-- WORK INSTRUCTION --
Go through the lines below and copy any that hold the string "tokio".

*** ENTRIES SHOWN Section Begins ***

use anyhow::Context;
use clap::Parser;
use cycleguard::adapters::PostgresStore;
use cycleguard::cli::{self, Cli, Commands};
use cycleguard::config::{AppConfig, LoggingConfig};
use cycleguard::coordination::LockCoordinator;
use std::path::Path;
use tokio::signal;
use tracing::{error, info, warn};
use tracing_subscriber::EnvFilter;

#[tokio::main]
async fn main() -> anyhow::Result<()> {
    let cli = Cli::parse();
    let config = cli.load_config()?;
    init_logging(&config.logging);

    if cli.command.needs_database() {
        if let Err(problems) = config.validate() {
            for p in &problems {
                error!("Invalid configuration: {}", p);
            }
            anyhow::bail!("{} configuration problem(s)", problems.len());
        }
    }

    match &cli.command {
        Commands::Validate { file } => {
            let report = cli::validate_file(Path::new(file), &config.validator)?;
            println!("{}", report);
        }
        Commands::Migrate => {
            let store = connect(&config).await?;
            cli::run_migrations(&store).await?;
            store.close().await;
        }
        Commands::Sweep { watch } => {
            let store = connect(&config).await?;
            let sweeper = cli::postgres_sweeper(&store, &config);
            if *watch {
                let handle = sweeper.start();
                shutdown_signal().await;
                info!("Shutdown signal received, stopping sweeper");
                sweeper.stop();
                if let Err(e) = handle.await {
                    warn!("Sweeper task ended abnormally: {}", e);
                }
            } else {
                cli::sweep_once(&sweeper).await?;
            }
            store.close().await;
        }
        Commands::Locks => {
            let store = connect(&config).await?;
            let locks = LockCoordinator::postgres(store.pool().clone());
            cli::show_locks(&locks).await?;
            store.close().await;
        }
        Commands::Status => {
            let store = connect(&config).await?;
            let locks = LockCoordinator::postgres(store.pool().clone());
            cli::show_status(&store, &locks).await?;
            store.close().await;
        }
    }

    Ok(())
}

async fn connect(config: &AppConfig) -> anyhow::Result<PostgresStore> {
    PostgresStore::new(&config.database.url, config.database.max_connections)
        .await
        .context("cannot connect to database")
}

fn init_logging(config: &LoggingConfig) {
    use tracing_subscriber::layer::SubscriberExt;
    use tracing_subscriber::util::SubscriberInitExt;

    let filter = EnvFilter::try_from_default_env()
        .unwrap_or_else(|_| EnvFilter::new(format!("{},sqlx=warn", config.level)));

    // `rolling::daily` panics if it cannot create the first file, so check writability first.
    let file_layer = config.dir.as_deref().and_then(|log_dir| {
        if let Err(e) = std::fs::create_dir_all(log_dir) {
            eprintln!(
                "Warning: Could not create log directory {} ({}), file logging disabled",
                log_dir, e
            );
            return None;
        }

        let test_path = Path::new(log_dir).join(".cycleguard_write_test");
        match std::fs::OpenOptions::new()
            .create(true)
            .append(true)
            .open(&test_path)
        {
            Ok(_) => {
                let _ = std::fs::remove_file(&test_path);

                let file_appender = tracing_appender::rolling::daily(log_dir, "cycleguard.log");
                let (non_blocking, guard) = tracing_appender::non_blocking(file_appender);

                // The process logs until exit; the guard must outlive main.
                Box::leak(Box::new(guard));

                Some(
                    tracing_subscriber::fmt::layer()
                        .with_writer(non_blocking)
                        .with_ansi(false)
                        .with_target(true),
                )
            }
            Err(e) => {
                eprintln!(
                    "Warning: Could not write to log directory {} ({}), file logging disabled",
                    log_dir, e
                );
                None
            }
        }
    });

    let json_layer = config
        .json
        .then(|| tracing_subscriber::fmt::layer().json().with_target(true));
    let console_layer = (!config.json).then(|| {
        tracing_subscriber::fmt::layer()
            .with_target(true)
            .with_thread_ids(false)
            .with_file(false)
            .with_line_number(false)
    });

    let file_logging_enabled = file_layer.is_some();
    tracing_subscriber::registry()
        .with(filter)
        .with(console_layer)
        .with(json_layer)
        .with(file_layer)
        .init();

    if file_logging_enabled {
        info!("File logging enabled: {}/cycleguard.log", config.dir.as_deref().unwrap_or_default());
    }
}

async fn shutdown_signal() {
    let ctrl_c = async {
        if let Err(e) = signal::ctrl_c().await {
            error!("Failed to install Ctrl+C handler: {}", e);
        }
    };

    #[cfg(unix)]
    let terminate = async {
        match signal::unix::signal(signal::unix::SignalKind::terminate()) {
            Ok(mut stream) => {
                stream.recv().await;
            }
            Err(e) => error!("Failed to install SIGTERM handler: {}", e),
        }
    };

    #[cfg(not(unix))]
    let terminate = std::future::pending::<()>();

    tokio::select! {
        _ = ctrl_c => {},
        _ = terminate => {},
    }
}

*** ENTRIES SHOWN Section Ends ***

-- OUTPUT OF THE TASK --
use tokio::signal;
#[tokio::main]
    tokio::select! {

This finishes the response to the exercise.